Une approche plus simplifiée des dispositifs portables

Jamie Paik explique que si les technologies robotiques reposant sur des caméras ou des éléments de détection multiples sont efficaces, elles peuvent rendre les dispositifs portables plus lourds et plus encombrants, en plus de nécessiter davantage de traitement de données.

«Pour que les robots souples nous soient encore plus utiles dans notre vie quotidienne, ils doivent être capables de percevoir ce que nous faisons, indique-t-elle. Traditionnellement, le moyen le plus rapide et le moins coûteux d’y parvenir est d’utiliser des systèmes basés sur la vision, qui capturent toutes nos activités et en extraient les données nécessaires. ChromoSense permet des lectures plus ciblées et plus denses en informations, et le capteur peut être facilement intégré dans divers matériaux pour différentes tâches.»

Grâce à sa structure mécanique simple et à l’utilisation de la couleur plutôt que de caméras, ChromoSense pourrait se prêter à une production à grande échelle peu coûteuse. En plus des technologies d’assistance, telles que les exosuits d’aide à la mobilité, Jamie Paik voit des applications quotidiennes pour ChromoSense dans les équipements ou les vêtements de sport. Ces derniers pourraient donner aux utilisatrices et utilisateurs des informations sur leur forme et leurs mouvements.

L’un des points forts de ChromoSense – sa capacité à détecter plusieurs stimuli à la fois – peut aussi être une faiblesse, car le découplage des stimuli appliqués simultanément est encore un défi sur lequel les chercheuses et chercheurs travaillent. Pour le moment, Jamie Paik et ses collègues s’intéressent à l’amélioration de la technologie pour détecter les forces appliquées localement, ou les limites exactes d’un matériau lorsqu’il change de forme.

«Si ChromoSense gagne en popularité et que de nombreuses personnes souhaitent l’utiliser comme solution de détection robotique polyvalente, je pense que l’augmentation de la densité d’informations du capteur pourrait devenir un défi très intéressant», confie-t-elle.
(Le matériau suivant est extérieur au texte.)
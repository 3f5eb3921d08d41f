//! 文档三元组验证模块
//!
//! 在提取开始前确认三个文档属于同一患者同一检查。
//! 身份字段缺失或不一致属于前置条件错误；Modality、UID格式、日期格式问题只记为警告。

use crate::attributes::AttributeAccess;
use crate::document::RtDocument;
use crate::tags;
use dicom::dictionary_std::tags as std_tags;
use rtx_core::utils::{is_valid_dicom_uid, parse_dicom_date};
use rtx_core::{Result, RtError, StudyIdentity};
use tracing::{debug, info, warn};

/// 文档三元组验证器
#[derive(Debug, Default)]
pub struct DocumentSetValidator;

impl DocumentSetValidator {
    pub fn new() -> Self {
        Self
    }

    /// 校验并返回共享的标识键，有错误时返回第一处
    pub fn ensure_consistent(
        &self,
        plan: &RtDocument,
        structure: &RtDocument,
        dose: &RtDocument,
    ) -> Result<StudyIdentity> {
        let result = self.validate(plan, structure, dose);
        for warning in &result.warnings {
            warn!("{}", warning);
        }
        info!("文档三元组{}", result.get_summary());

        if let Some(error) = result.errors.into_iter().next() {
            return Err(error);
        }

        let identity = Self::identity_of(plan)?;
        info!(
            "文档三元组校验通过: 患者ID={}, 检查UID={}",
            identity.patient_id, identity.study_instance_uid
        );
        Ok(identity)
    }

    /// 完整验证，收集全部错误与警告
    ///
    /// 错误按计划、结构集、剂量的顺序记录；同一文档先比较检查UID，再比较患者ID。
    pub fn validate(
        &self,
        plan: &RtDocument,
        structure: &RtDocument,
        dose: &RtDocument,
    ) -> ValidationResult {
        let mut result = ValidationResult::new();

        let expected = match Self::identity_of(plan) {
            Ok(identity) => Some(identity),
            Err(e) => {
                result.add_error(e);
                None
            }
        };
        for doc in [structure, dose] {
            match (Self::identity_of(doc), &expected) {
                (Ok(other), Some(expected)) => {
                    Self::compare_identity(doc, expected, other, &mut result)
                }
                (Ok(_), None) => {}
                (Err(e), _) => result.add_error(e),
            }
        }

        for doc in [plan, structure, dose] {
            self.validate_modality(doc, &mut result);
            self.validate_uid_format(doc, &mut result);
            self.validate_dates(doc, &mut result);
        }

        debug!(
            "文档三元组验证完成: {} 个错误, {} 个警告",
            result.error_count(),
            result.warning_count()
        );
        result
    }

    fn compare_identity(
        doc: &RtDocument,
        expected: &StudyIdentity,
        other: StudyIdentity,
        result: &mut ValidationResult,
    ) {
        if other.study_instance_uid != expected.study_instance_uid {
            result.add_error(RtError::IdentityMismatch {
                document: doc.kind(),
                field: "StudyInstanceUID",
                expected: expected.study_instance_uid.clone(),
                found: other.study_instance_uid,
            });
        }
        if other.patient_id != expected.patient_id {
            result.add_error(RtError::IdentityMismatch {
                document: doc.kind(),
                field: "PatientID",
                expected: expected.patient_id.clone(),
                found: other.patient_id,
            });
        }
    }

    fn identity_of(doc: &RtDocument) -> Result<StudyIdentity> {
        Ok(StudyIdentity {
            patient_id: doc.require_str(std_tags::PATIENT_ID, "PatientID")?,
            study_instance_uid: doc.require_str(std_tags::STUDY_INSTANCE_UID, "StudyInstanceUID")?,
        })
    }

    fn validate_modality(&self, doc: &RtDocument, result: &mut ValidationResult) {
        match doc.opt_str(std_tags::MODALITY) {
            Some(modality) if modality.eq_ignore_ascii_case(doc.kind().modality()) => {}
            Some(modality) => result.add_warning(format!(
                "{} 的Modality为 {}，期望 {}",
                doc.kind(),
                modality,
                doc.kind().modality()
            )),
            None => result.add_warning(format!("{} 缺少Modality", doc.kind())),
        }
    }

    fn validate_uid_format(&self, doc: &RtDocument, result: &mut ValidationResult) {
        if let Some(uid) = doc.opt_str(std_tags::STUDY_INSTANCE_UID) {
            if !is_valid_dicom_uid(&uid) {
                result.add_warning(format!("{} 的检查实例UID格式无效: {}", doc.kind(), uid));
            }
        }
    }

    fn validate_dates(&self, doc: &RtDocument, result: &mut ValidationResult) {
        let date_fields = [
            ("PatientBirthDate", std_tags::PATIENT_BIRTH_DATE),
            ("StudyDate", std_tags::STUDY_DATE),
            ("RTPlanDate", tags::RT_PLAN_DATE),
            ("StructureSetDate", tags::STRUCTURE_SET_DATE),
            ("InstanceCreationDate", std_tags::INSTANCE_CREATION_DATE),
        ];

        for (name, tag) in date_fields {
            if let Some(date) = doc.opt_str(tag) {
                if parse_dicom_date(&date).is_none() {
                    result.add_warning(format!("{} 的 {} 格式无效: {}", doc.kind(), name, date));
                }
            }
        }
    }
}

/// 验证结果
#[derive(Debug, Default)]
pub struct ValidationResult {
    /// 验证错误列表，均为前置条件错误
    pub errors: Vec<RtError>,
    /// 验证警告列表
    pub warnings: Vec<String>,
}

impl ValidationResult {
    pub fn new() -> Self {
        Self::default()
    }

    pub fn add_error(&mut self, error: RtError) {
        self.errors.push(error);
    }

    pub fn add_warning(&mut self, warning: String) {
        self.warnings.push(warning);
    }

    pub fn is_valid(&self) -> bool {
        self.errors.is_empty()
    }

    pub fn error_count(&self) -> usize {
        self.errors.len()
    }

    pub fn warning_count(&self) -> usize {
        self.warnings.len()
    }

    /// 获取验证报告摘要
    pub fn get_summary(&self) -> String {
        if self.is_valid() {
            if self.warnings.is_empty() {
                "验证完全通过".to_string()
            } else {
                format!("验证通过，但有 {} 个警告", self.warning_count())
            }
        } else {
            format!(
                "验证失败：{} 个错误，{} 个警告",
                self.error_count(),
                self.warning_count()
            )
        }
    }
}
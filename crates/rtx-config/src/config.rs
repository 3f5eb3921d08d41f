//! 配置管理
//!
//! 可选的TOML配置文件叠加 `RTX__` 前缀的环境变量，缺省项使用各节的默认值。

use anyhow::{Context, Result};
use config::{Config, Environment, File};
use serde::{Deserialize, Serialize};
use std::path::{Path, PathBuf};
use tracing::{debug, error, info};

/// 环境变量前缀，例如 `RTX__LOGGING__LEVEL=debug`
pub const ENV_PREFIX: &str = "RTX";
const ENV_SEPARATOR: &str = "__";

/// 允许的日志级别
const LOG_LEVELS: [&str; 6] = ["trace", "debug", "info", "warn", "error", "off"];

/// 配置管理器
#[derive(Debug)]
pub struct ConfigManager {
    /// 配置数据
    config: ExtractorConfig,
    /// 配置文件路径
    config_path: Option<PathBuf>,
    /// 配置验证器
    validator: ConfigValidator,
}

/// 提取工具完整配置
#[derive(Debug, Clone, Default, PartialEq, Serialize, Deserialize)]
#[serde(default)]
pub struct ExtractorConfig {
    /// 日志配置
    pub logging: LoggingConfig,
    /// 结构分类配置
    pub categorization: CategorizationConfig,
    /// 输出配置
    pub output: OutputConfig,
    /// DVH来源配置
    pub dvh: DvhConfig,
}

/// 日志配置
#[derive(Debug, Clone, PartialEq, Serialize, Deserialize)]
#[serde(default)]
pub struct LoggingConfig {
    /// 日志级别或 env-filter 指令
    pub level: String,
    /// 终端彩色输出
    pub ansi: bool,
}

/// 结构分类配置
#[derive(Debug, Clone, PartialEq, Serialize, Deserialize)]
#[serde(default)]
pub struct CategorizationConfig {
    /// ROI名称映射文件 (TOML)
    pub roi_map_path: Option<PathBuf>,
    /// 未分类结构的标签
    pub uncategorized_label: String,
}

/// 输出配置
#[derive(Debug, Clone, Default, PartialEq, Serialize, Deserialize)]
#[serde(default)]
pub struct OutputConfig {
    /// 输出目录，未设置时写到标准输出
    pub directory: Option<PathBuf>,
    /// 格式化JSON
    pub pretty: bool,
}

/// DVH来源配置
#[derive(Debug, Clone, Default, PartialEq, Serialize, Deserialize)]
#[serde(default)]
pub struct DvhConfig {
    /// 预先计算的DVH文件 (JSON)
    pub path: Option<PathBuf>,
}

/// 配置验证器
#[derive(Debug)]
pub struct ConfigValidator {
    /// 验证规则
    validation_rules: Vec<ValidationRule>,
}

/// 验证规则
#[derive(Debug)]
struct ValidationRule {
    /// 字段路径
    field_path: &'static str,
    /// 验证函数
    validator: fn(&ExtractorConfig) -> Result<()>,
}

impl ConfigManager {
    /// 加载并验证配置
    pub fn new(config_path: Option<&Path>) -> Result<Self> {
        let config = Self::load_config(config_path)?;
        let validator = ConfigValidator::new();
        validator.validate(&config)?;

        Ok(Self {
            config,
            config_path: config_path.map(Path::to_path_buf),
            validator,
        })
    }

    /// 从文件和环境变量加载配置
    pub fn load_config(config_path: Option<&Path>) -> Result<ExtractorConfig> {
        let mut builder = Config::builder();
        if let Some(path) = config_path {
            builder = builder.add_source(File::from(path));
        }
        let settings = builder
            .add_source(
                Environment::with_prefix(ENV_PREFIX)
                    .prefix_separator(ENV_SEPARATOR)
                    .separator(ENV_SEPARATOR),
            )
            .build()
            .context("Failed to build configuration")?;

        let config: ExtractorConfig = settings
            .try_deserialize()
            .context("Failed to deserialize configuration")?;

        match config_path {
            Some(path) => info!("Configuration loaded from: {}", path.display()),
            None => debug!("No configuration file, using defaults and environment"),
        }
        Ok(config)
    }

    /// 获取配置
    pub fn config(&self) -> &ExtractorConfig {
        &self.config
    }

    pub fn config_path(&self) -> Option<&Path> {
        self.config_path.as_deref()
    }

    /// 更新配置
    pub fn update_config(&mut self, new_config: ExtractorConfig) -> Result<()> {
        self.validator.validate(&new_config)?;
        self.config = new_config;
        info!("Configuration updated");
        Ok(())
    }

    /// 保存配置到加载时的文件
    pub fn save_config(&self) -> Result<()> {
        let path = self
            .config_path
            .as_deref()
            .context("No configuration file to save to")?;
        self.save_to(path)
    }

    /// 保存配置到指定文件
    pub fn save_to(&self, path: &Path) -> Result<()> {
        let config_str =
            toml::to_string_pretty(&self.config).context("Failed to serialize configuration")?;
        std::fs::write(path, config_str).context("Failed to write configuration file")?;

        info!("Configuration saved to: {}", path.display());
        Ok(())
    }

    /// 按点分路径读取配置值，例如 `output.pretty`
    pub fn get_value<T>(&self, path: &str) -> Result<T>
    where
        T: for<'de> Deserialize<'de>,
    {
        let value = self
            .extract_nested_value(path)
            .with_context(|| format!("Configuration path not found: {}", path))?;

        serde_json::from_value(value).context("Failed to deserialize configuration value")
    }

    fn extract_nested_value(&self, path: &str) -> Result<serde_json::Value> {
        let config_json =
            serde_json::to_value(&self.config).context("Failed to serialize config to JSON")?;

        let mut current = &config_json;
        for part in path.split('.') {
            match current {
                serde_json::Value::Object(map) => {
                    current = map
                        .get(part)
                        .ok_or_else(|| anyhow::anyhow!("Path segment not found: {}", part))?;
                }
                _ => return Err(anyhow::anyhow!("Invalid path at segment: {}", part)),
            }
        }

        Ok(current.clone())
    }
}

impl ConfigValidator {
    pub fn new() -> Self {
        let validation_rules = vec![
            ValidationRule {
                field_path: "logging.level",
                validator: |config| {
                    // 逗号分隔的 env-filter 指令，逐条检查级别部分
                    for directive in config.logging.level.split(',') {
                        let level = directive.rsplit('=').next().unwrap_or("").trim();
                        if !LOG_LEVELS.contains(&level.to_lowercase().as_str()) {
                            return Err(anyhow::anyhow!("Unknown log level: {:?}", level));
                        }
                    }
                    Ok(())
                },
            },
            ValidationRule {
                field_path: "categorization.uncategorized_label",
                validator: |config| {
                    if config.categorization.uncategorized_label.trim().is_empty() {
                        Err(anyhow::anyhow!("Uncategorized label cannot be empty"))
                    } else {
                        Ok(())
                    }
                },
            },
            ValidationRule {
                field_path: "categorization.roi_map_path",
                validator: |config| non_empty_path(config.categorization.roi_map_path.as_deref()),
            },
            ValidationRule {
                field_path: "output.directory",
                validator: |config| non_empty_path(config.output.directory.as_deref()),
            },
            ValidationRule {
                field_path: "dvh.path",
                validator: |config| non_empty_path(config.dvh.path.as_deref()),
            },
        ];

        Self { validation_rules }
    }

    /// 验证配置
    pub fn validate(&self, config: &ExtractorConfig) -> Result<()> {
        for rule in &self.validation_rules {
            if let Err(e) = (rule.validator)(config) {
                error!("Configuration validation failed for {}: {}", rule.field_path, e);
                return Err(e.context(format!("Invalid {}", rule.field_path)));
            }
        }

        debug!("Configuration validation passed");
        Ok(())
    }
}

impl Default for ConfigValidator {
    fn default() -> Self {
        Self::new()
    }
}

fn non_empty_path(path: Option<&Path>) -> Result<()> {
    match path {
        Some(p) if p.as_os_str().is_empty() => Err(anyhow::anyhow!("Path cannot be empty")),
        _ => Ok(()),
    }
}

impl Default for LoggingConfig {
    fn default() -> Self {
        Self {
            level: "info".to_string(),
            ansi: true,
        }
    }
}

impl Default for CategorizationConfig {
    fn default() -> Self {
        Self {
            roi_map_path: None,
            uncategorized_label: "uncategorized".to_string(),
        }
    }
}
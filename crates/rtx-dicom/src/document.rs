//! RT文档与文档三元组

use crate::attributes::AttributeAccess;
use crate::validator::DocumentSetValidator;
use dicom::core::Tag;
use dicom::object::InMemDicomObject;
use rtx_core::{DocumentKind, Result, StudyIdentity};

/// 已解析的单个RT文档
#[derive(Debug, Clone)]
pub struct RtDocument {
    kind: DocumentKind,
    dataset: InMemDicomObject,
}

impl RtDocument {
    pub fn new(kind: DocumentKind, dataset: InMemDicomObject) -> Self {
        Self { kind, dataset }
    }

    pub fn kind(&self) -> DocumentKind {
        self.kind
    }

    pub fn dataset(&self) -> &InMemDicomObject {
        &self.dataset
    }

    /// 本文档中的必需字符串字段
    pub fn require_str(&self, tag: Tag, field: &'static str) -> Result<String> {
        self.dataset.required_str(tag, self.kind, field)
    }

    /// 本文档中的必需整数字段
    pub fn require_i64(&self, tag: Tag, field: &'static str) -> Result<i64> {
        self.dataset.required_i64(tag, self.kind, field)
    }

    /// 本文档中的必需序列
    pub fn require_items(&self, tag: Tag, field: &'static str) -> Result<&[InMemDicomObject]> {
        self.dataset.required_items(tag, self.kind, field)
    }
}

impl AttributeAccess for RtDocument {
    fn opt_str(&self, tag: Tag) -> Option<String> {
        self.dataset.opt_str(tag)
    }

    fn opt_strs(&self, tag: Tag) -> Option<Vec<String>> {
        self.dataset.opt_strs(tag)
    }

    fn opt_f64(&self, tag: Tag) -> Option<f64> {
        self.dataset.opt_f64(tag)
    }

    fn opt_f64s(&self, tag: Tag) -> Option<Vec<f64>> {
        self.dataset.opt_f64s(tag)
    }

    fn opt_i64(&self, tag: Tag) -> Option<i64> {
        self.dataset.opt_i64(tag)
    }

    fn opt_items(&self, tag: Tag) -> Option<&[InMemDicomObject]> {
        self.dataset.opt_items(tag)
    }

    fn has(&self, tag: Tag) -> bool {
        self.dataset.has(tag)
    }
}

/// 同一患者同一检查的计划、结构集、剂量三元组
///
/// 只能通过 [`DocumentSet::new`] 构造，构造时即完成身份一致性校验。
#[derive(Debug, Clone)]
pub struct DocumentSet {
    plan: RtDocument,
    structure: RtDocument,
    dose: RtDocument,
    identity: StudyIdentity,
}

impl DocumentSet {
    pub fn new(plan: RtDocument, structure: RtDocument, dose: RtDocument) -> Result<Self> {
        let identity =
            DocumentSetValidator::new().ensure_consistent(&plan, &structure, &dose)?;
        Ok(Self {
            plan,
            structure,
            dose,
            identity,
        })
    }

    pub fn plan(&self) -> &RtDocument {
        &self.plan
    }

    pub fn structure(&self) -> &RtDocument {
        &self.structure
    }

    pub fn dose(&self) -> &RtDocument {
        &self.dose
    }

    pub fn identity(&self) -> &StudyIdentity {
        &self.identity
    }
}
Jamie Paik prévoit également d’expérimenter différents formats pour ChromoSense. Celui-ci a été prototypé sous une forme cylindrique et dans le cadre d’un exosuit souple portable, mais il pourrait également être imaginé sous une forme plate, plus adaptée aux robots origamis caractéristiques du Laboratoire de robotique reconfigurable.

«Avec notre technologie, tout objet peut devenir un capteur à condition qu’il puisse être traversé par la lumière», résume-t-elle.